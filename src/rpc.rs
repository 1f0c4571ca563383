//! gRPC transport: the generated `Pecker`/`Integrator` bindings, the
//! domain<->wire conversions, the concrete `Dispatcher` the controller
//! dials workers and the integrator through, and the server-side handlers
//! that turn an inbound `Peck`/`Stop`/`Integrate` call into real work.
//!
//! Grounded on the teacher's `grpc.rs`: `PeerClientPool`'s address-keyed
//! channel cache is reused for dialing workers from the controller side
//! (lazily, on first dispatch to a given address, since unlike the
//! teacher's fixed peer list the controller doesn't know its worker set
//! until a plan is placed), and the tonic-service/`#[tonic::async_trait]`
//! shape is reused directly for the worker- and integrator-side handlers.

use std::collections::HashMap;
use std::sync::{Arc, Mutex};
use std::time::{Duration, SystemTime, UNIX_EPOCH};

use rand::Rng;
use tokio::sync::mpsc;
use tonic::transport::{Channel, Endpoint};
use tonic::{Request, Response, Status};
use tracing::warn;

use crate::analytics::AnalyticsStore;
use crate::config::WorkerTuning;
use crate::controller::admission::{Dispatcher, IntegrateOrder, PeckOrder};
use crate::integrator::{run_task_integration, IntegrateTaskContext};
use crate::ledger::{Ledger, LedgerEntry};
use crate::model::{HttpMethod, NodeCost, StressMode, StressType, Task, TransportFlags};
use crate::queue::Queue;
use crate::record_store::RecordStore;
use crate::scripting::{LiteralEqualityChecker, ParamGenerator, ParamVariant, ResponseChecker, StaticParamGenerator};
use crate::worker::driver::{run_concurrency_driver, run_rps_driver, run_stepped_rps_driver, RequestFn, StopFlag};
use crate::worker::pacer::{ConstantPacer, Pacer};
use crate::worker::request::execute_request;
use crate::worker::stat::{run_stat_pipeline, StatConfig};

pub mod proto {
    tonic::include_proto!("loadtest");
}

use proto::integrator_client::IntegratorClient;
use proto::integrator_server::{Integrator, IntegratorServer};
use proto::pecker_client::PeckerClient;
use proto::pecker_server::{Pecker, PeckerServer};
use proto::{IntegrateAck, IntegrateRequest, IntegrateTask, PeckAck, PeckRequest, StopAck, StopRequest};

pub use proto::{integrator_server, pecker_server};

const PECK_MAX_RETRIES: u32 = 3;
const INTEGRATE_DEADLINE: Duration = Duration::from_secs(3);

fn now_secs() -> u64 {
    SystemTime::now()
        .duration_since(UNIX_EPOCH)
        .unwrap_or_default()
        .as_secs()
}

fn stress_type_to_proto(t: StressType) -> i32 {
    match t {
        StressType::Rps => proto::StressType::StressTypeRps as i32,
        StressType::Concurrency => proto::StressType::StressTypeConcurrency as i32,
    }
}

fn stress_type_from_proto(v: i32) -> StressType {
    if v == proto::StressType::StressTypeConcurrency as i32 {
        StressType::Concurrency
    } else {
        StressType::Rps
    }
}

fn stress_mode_to_proto(m: StressMode) -> i32 {
    match m {
        StressMode::Constant => proto::StressMode::StressModeConstant as i32,
        StressMode::Step => proto::StressMode::StressModeStep as i32,
    }
}

fn stress_mode_from_proto(v: i32) -> StressMode {
    if v == proto::StressMode::StressModeStep as i32 {
        StressMode::Step
    } else {
        StressMode::Constant
    }
}

fn parse_query_string(raw: &str) -> Vec<(String, String)> {
    if raw.is_empty() {
        return Vec::new();
    }
    raw.split('&')
        .filter_map(|pair| {
            let mut parts = pair.splitn(2, '=');
            let k = parts.next()?.to_string();
            let v = parts.next().unwrap_or("").to_string();
            Some((k, v))
        })
        .collect()
}

fn render_query_string(query: &[(String, String)]) -> String {
    query
        .iter()
        .map(|(k, v)| format!("{k}={v}"))
        .collect::<Vec<_>>()
        .join("&")
}

fn http_method_from_str(s: &str) -> HttpMethod {
    match s.to_uppercase().as_str() {
        "POST" => HttpMethod::Post,
        "PUT" => HttpMethod::Put,
        "DELETE" => HttpMethod::Delete,
        _ => HttpMethod::Get,
    }
}

const FLAG_DISABLE_COMPRESSION: &str = "disableCompression";
const FLAG_DISABLE_KEEP_ALIVE: &str = "disableKeepAlive";
const FLAG_DISABLE_REDIRECT: &str = "disableRedirect";
const FLAG_ENABLE_HTTP2: &str = "enableHttp2";

fn flags_to_wire(flags: &TransportFlags) -> Vec<String> {
    let mut out = Vec::new();
    if flags.disable_compression {
        out.push(FLAG_DISABLE_COMPRESSION.to_string());
    }
    if flags.disable_keep_alive {
        out.push(FLAG_DISABLE_KEEP_ALIVE.to_string());
    }
    if flags.disable_redirects {
        out.push(FLAG_DISABLE_REDIRECT.to_string());
    }
    if flags.enable_h2 {
        out.push(FLAG_ENABLE_HTTP2.to_string());
    }
    out
}

pub(crate) fn flags_from_wire(flags: &[String]) -> TransportFlags {
    TransportFlags {
        disable_compression: flags.iter().any(|f| f == FLAG_DISABLE_COMPRESSION),
        disable_keep_alive: flags.iter().any(|f| f == FLAG_DISABLE_KEEP_ALIVE),
        disable_redirects: flags.iter().any(|f| f == FLAG_DISABLE_REDIRECT),
        enable_h2: flags.iter().any(|f| f == FLAG_ENABLE_HTTP2),
    }
}

/// Builds the wire `PeckRequest` for one worker's share of one task (§6).
pub fn peck_request_from(order: &PeckOrder<'_>) -> PeckRequest {
    let task = order.task;
    let bind = order.assignment_for_worker;
    let body = task
        .body
        .as_ref()
        .map(|v| serde_json::to_vec(v).unwrap_or_default())
        .unwrap_or_default();

    PeckRequest {
        plan_id: order.plan.plan_id,
        task_id: task.task_id,
        stress_type: stress_type_to_proto(order.plan.stress_type),
        stress_mode: stress_mode_to_proto(order.plan.stress_mode),
        num: bind.base_num,
        nums: bind.per_interval_nums.clone(),
        step_interval_time: order.plan.effective_step_interval(),
        stress_time: order.plan.stress_time,
        max_connections: task.max_connections,
        max_idle_connections: task.max_connections,
        timeout_seconds: task.timeout_secs,
        method: task.method.as_str().to_string(),
        url: task.url.clone(),
        headers: task.headers.clone(),
        query: render_query_string(&task.query),
        body,
        dynamic_params: order.dynamic_params.to_vec(),
        response_check_script: task.response_check_script.clone().unwrap_or_default(),
        flags: flags_to_wire(&task.flags),
        max_body_size: task.max_body_size.unwrap_or(0),
        proxy: task.proxy.clone().unwrap_or_default(),
        addr: bind.worker_addr.clone(),
    }
}

/// Builds the wire `IntegrateRequest` for the whole plan (§6).
pub fn integrate_request_from(order: &IntegrateOrder<'_>) -> IntegrateRequest {
    let tasks = order
        .plan
        .tasks
        .iter()
        .map(|t| IntegrateTask {
            task_id: t.task_id,
            url: t.url.clone(),
            request_content_length: t
                .body
                .as_ref()
                .map(|b| serde_json::to_vec(b).map(|v| v.len() as u64).unwrap_or(0))
                .unwrap_or(0),
        })
        .collect();

    IntegrateRequest {
        plan_id: order.plan.plan_id,
        tasks,
        stress_time: order.plan.stress_time,
        stress_type: stress_type_to_proto(order.plan.stress_type),
        stress_mode: stress_mode_to_proto(order.plan.stress_mode),
        step_interval_time: order.plan.effective_step_interval(),
        interval_len: order.interval_len as u32,
        start_time: order.start_time as i64,
        user_id: order.plan.user_id,
    }
}

fn task_from_peck_request(req: &PeckRequest) -> Task {
    Task {
        task_id: req.task_id,
        plan_id: req.plan_id,
        name: format!("task-{}", req.task_id),
        url: req.url.clone(),
        method: http_method_from_str(&req.method),
        headers: req.headers.clone(),
        query: parse_query_string(&req.query),
        body: if req.body.is_empty() {
            None
        } else {
            serde_json::from_slice(&req.body).ok()
        },
        timeout_secs: req.timeout_seconds,
        max_connections: req.max_connections,
        flags: flags_from_wire(&req.flags),
        proxy: if req.proxy.is_empty() { None } else { Some(req.proxy.clone()) },
        max_body_size: if req.max_body_size == 0 { None } else { Some(req.max_body_size) },
        num: req.num,
        max_num: req.nums.last().copied(),
        step_num: None,
        dynamic_param_script: None,
        response_check_script: if req.response_check_script.is_empty() {
            None
        } else {
            Some(req.response_check_script.clone())
        },
    }
}

/// Lazily-connected, address-keyed channel cache. The controller's
/// dial-on-demand counterpart to the teacher's `PeerClientPool`, which
/// eagerly connects to a fixed peer list instead — the worker pool this
/// system dispatches to is only known once placement has run, not at
/// controller startup.
#[derive(Clone, Default)]
struct ChannelCache {
    channels: Arc<Mutex<HashMap<String, Channel>>>,
}

impl ChannelCache {
    async fn get_or_connect(&self, addr: &str) -> Result<Channel, String> {
        if let Some(channel) = self.channels.lock().unwrap().get(addr).cloned() {
            return Ok(channel);
        }
        let uri = if addr.starts_with("http://") || addr.starts_with("https://") {
            addr.to_string()
        } else {
            format!("http://{addr}")
        };
        let endpoint = Endpoint::from_shared(uri).map_err(|e| e.to_string())?;
        let channel = endpoint.connect().await.map_err(|e| e.to_string())?;
        self.channels.lock().unwrap().insert(addr.to_string(), channel.clone());
        Ok(channel)
    }

    fn drop_addr(&self, addr: &str) {
        self.channels.lock().unwrap().remove(addr);
    }
}

/// The concrete `Dispatcher` the controller uses in production: real tonic
/// calls to `Pecker`/`Integrator`, with the retry and timeout policy from
/// §4.1/§5 — up to 3 attempts for `Peck`, a 3-second deadline for
/// `Integrate`.
#[derive(Clone, Default)]
pub struct GrpcDispatcher {
    channels: ChannelCache,
    integrator_addr: String,
}

impl GrpcDispatcher {
    pub fn new(integrator_addr: impl Into<String>) -> Self {
        Self {
            channels: ChannelCache::default(),
            integrator_addr: integrator_addr.into(),
        }
    }
}

impl Dispatcher for GrpcDispatcher {
    async fn peck(&self, order: PeckOrder<'_>) -> Result<(), String> {
        let addr = order.assignment_for_worker.worker_addr.clone();
        let request = peck_request_from(&order);

        let mut last_err = "no attempts made".to_string();
        for attempt in 0..PECK_MAX_RETRIES {
            let channel = match self.channels.get_or_connect(&addr).await {
                Ok(c) => c,
                Err(e) => {
                    last_err = e;
                    continue;
                }
            };
            let mut client = PeckerClient::new(channel);
            match client.peck(Request::new(request.clone())).await {
                Ok(resp) if resp.into_inner().accepted => return Ok(()),
                Ok(resp) => last_err = resp.into_inner().message,
                Err(status) => {
                    last_err = status.to_string();
                    self.channels.drop_addr(&addr);
                }
            }
            warn!(worker = %addr, attempt, "peck RPC attempt failed");
        }
        Err(last_err)
    }

    async fn stop(&self, worker_addr: &str, plan_id: i64, task_id: i64) -> Result<(), String> {
        let channel = self.channels.get_or_connect(worker_addr).await?;
        let mut client = PeckerClient::new(channel);
        client
            .stop(Request::new(StopRequest { plan_id, task_id }))
            .await
            .map(|_| ())
            .map_err(|e| e.to_string())
    }

    async fn integrate(&self, order: IntegrateOrder<'_>) -> Result<(), String> {
        let request = integrate_request_from(&order);
        let channel = self.channels.get_or_connect(&self.integrator_addr).await?;
        let mut client = IntegratorClient::new(channel);
        let call = client.integrate(Request::new(request));
        match tokio::time::timeout(INTEGRATE_DEADLINE, call).await {
            Ok(Ok(resp)) if resp.into_inner().accepted => Ok(()),
            Ok(Ok(resp)) => Err(resp.into_inner().message),
            Ok(Err(status)) => Err(status.to_string()),
            Err(_) => Err("integrate RPC timed out after 3s".to_string()),
        }
    }
}

/// Process-wide stop-flag map (§5): one entry per in-flight task, created
/// before `Peck` returns to the caller and removed once the stat pipeline's
/// finalizer runs.
#[derive(Clone, Default)]
struct StopRegistry {
    flags: Arc<Mutex<HashMap<(i64, i64), StopFlag>>>,
}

▸ **Exercise aim**: Show every line of the listing that includes the word "keyed".

▸ **Response to the task**:
//! Grounded on the teacher's `grpc.rs`: `PeerClientPool`'s address-keyed
/// Lazily-connected, address-keyed channel cache. The controller's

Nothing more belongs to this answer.